## TASK TO COMPLETE:
In the records that follow, count the lines where the string "return" appears, and give the count with nothing added.

## MATERIAL FOR THE TASK:
#####

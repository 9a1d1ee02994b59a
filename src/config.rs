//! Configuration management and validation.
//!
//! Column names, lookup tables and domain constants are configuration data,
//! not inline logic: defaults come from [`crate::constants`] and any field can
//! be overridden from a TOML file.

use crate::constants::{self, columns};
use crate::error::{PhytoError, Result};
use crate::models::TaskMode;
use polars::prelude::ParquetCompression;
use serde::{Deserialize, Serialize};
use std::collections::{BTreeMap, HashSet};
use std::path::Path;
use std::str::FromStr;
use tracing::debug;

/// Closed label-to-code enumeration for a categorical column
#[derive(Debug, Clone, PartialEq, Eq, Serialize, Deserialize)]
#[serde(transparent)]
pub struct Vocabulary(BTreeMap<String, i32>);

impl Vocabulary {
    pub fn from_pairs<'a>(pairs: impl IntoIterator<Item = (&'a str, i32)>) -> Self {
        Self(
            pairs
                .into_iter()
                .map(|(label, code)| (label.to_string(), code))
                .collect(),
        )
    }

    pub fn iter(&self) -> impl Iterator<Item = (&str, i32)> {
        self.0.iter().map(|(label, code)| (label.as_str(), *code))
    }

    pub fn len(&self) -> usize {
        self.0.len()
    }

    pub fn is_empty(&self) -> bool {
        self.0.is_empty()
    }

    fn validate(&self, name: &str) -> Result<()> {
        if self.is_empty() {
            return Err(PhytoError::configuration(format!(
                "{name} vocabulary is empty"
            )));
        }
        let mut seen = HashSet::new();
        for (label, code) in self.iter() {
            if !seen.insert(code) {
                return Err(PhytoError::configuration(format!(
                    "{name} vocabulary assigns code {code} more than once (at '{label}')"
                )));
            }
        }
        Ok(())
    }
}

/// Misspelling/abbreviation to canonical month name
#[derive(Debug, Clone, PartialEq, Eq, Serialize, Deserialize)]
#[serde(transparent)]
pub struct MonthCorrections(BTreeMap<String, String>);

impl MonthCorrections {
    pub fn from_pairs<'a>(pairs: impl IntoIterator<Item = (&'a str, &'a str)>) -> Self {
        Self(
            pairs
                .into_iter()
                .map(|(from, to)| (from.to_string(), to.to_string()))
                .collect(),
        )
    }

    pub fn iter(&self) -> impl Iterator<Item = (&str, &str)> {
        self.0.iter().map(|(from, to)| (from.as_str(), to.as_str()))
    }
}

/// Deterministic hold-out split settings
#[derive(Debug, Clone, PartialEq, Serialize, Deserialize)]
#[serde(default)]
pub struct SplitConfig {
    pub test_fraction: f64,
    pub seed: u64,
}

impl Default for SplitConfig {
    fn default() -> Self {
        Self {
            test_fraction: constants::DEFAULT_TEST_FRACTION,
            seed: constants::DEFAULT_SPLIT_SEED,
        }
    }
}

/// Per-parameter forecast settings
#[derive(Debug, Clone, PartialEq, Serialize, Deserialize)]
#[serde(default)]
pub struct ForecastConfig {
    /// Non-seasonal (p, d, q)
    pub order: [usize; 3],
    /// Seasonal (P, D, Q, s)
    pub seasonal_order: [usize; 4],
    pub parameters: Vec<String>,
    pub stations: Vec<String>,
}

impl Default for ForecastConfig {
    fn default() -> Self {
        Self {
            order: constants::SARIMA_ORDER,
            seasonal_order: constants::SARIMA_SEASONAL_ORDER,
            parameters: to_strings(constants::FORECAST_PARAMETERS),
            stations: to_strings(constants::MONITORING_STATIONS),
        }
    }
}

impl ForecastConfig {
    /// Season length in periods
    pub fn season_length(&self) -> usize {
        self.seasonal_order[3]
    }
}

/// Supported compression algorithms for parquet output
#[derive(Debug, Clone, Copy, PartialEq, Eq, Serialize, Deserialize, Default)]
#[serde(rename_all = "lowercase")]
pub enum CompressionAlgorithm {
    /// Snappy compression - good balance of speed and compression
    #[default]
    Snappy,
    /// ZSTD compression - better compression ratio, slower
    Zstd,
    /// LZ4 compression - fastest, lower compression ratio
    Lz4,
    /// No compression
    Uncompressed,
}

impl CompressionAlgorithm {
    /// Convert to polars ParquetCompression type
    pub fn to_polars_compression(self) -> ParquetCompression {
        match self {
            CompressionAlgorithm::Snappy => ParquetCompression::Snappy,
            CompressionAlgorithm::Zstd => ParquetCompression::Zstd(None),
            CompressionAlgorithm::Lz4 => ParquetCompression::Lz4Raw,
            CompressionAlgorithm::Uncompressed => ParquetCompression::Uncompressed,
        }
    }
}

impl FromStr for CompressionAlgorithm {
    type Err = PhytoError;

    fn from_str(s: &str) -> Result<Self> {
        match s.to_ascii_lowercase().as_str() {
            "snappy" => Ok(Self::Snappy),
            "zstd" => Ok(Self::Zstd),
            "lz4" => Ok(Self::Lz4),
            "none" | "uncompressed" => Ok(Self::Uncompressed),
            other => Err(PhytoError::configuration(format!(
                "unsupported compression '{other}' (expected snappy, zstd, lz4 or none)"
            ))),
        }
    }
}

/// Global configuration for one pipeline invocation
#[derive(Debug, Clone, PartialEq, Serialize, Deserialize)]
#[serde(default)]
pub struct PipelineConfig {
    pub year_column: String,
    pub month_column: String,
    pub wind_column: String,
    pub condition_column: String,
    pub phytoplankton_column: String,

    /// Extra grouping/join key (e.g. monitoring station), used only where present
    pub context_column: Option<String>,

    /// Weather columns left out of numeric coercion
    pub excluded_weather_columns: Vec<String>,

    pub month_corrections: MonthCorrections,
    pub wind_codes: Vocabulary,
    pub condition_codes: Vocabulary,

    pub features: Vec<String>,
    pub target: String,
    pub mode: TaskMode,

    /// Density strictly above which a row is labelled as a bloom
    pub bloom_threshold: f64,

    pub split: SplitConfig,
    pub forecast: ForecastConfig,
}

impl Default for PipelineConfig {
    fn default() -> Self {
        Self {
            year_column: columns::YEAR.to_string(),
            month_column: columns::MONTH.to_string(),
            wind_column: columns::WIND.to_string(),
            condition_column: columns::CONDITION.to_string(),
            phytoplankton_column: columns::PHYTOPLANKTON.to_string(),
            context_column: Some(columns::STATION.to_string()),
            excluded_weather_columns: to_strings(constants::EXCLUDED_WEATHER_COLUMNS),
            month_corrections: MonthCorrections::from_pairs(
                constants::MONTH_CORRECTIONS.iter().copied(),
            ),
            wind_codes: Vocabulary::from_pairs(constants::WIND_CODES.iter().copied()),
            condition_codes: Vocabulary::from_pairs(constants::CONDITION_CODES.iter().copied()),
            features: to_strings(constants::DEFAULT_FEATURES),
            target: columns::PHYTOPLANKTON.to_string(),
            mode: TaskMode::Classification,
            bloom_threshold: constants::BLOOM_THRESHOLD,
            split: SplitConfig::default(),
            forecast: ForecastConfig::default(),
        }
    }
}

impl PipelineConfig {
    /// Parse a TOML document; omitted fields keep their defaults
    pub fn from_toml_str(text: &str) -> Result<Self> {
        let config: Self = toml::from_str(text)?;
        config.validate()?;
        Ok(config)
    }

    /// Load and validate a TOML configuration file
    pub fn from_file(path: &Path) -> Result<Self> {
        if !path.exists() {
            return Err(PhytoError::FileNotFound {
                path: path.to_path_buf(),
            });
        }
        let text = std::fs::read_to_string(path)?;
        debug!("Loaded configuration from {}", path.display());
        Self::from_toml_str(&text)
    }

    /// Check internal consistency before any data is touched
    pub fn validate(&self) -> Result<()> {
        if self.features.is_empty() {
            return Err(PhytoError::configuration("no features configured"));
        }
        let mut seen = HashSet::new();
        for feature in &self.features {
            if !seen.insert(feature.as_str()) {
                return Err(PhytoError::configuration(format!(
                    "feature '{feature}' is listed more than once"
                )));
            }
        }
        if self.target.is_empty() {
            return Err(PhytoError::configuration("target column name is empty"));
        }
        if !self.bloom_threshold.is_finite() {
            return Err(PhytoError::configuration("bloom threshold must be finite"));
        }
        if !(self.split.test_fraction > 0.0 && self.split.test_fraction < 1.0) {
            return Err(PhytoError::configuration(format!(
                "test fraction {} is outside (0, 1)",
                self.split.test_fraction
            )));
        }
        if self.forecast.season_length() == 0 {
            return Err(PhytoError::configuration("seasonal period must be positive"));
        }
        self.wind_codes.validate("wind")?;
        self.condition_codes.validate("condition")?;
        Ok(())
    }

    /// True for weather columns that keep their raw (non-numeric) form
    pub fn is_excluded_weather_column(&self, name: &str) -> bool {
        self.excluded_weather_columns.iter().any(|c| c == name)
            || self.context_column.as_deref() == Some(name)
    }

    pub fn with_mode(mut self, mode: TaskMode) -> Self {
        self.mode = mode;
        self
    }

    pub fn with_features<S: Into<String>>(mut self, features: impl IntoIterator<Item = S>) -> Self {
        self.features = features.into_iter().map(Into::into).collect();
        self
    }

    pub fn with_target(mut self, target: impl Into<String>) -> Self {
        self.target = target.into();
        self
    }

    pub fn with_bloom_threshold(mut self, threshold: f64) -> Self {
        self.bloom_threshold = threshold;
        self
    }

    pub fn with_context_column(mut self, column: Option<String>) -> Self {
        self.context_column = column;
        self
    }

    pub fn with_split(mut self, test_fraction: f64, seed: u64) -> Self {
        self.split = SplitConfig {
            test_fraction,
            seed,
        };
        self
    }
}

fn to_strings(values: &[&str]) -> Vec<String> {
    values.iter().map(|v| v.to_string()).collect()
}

#####

## YOUR SOLUTION:
9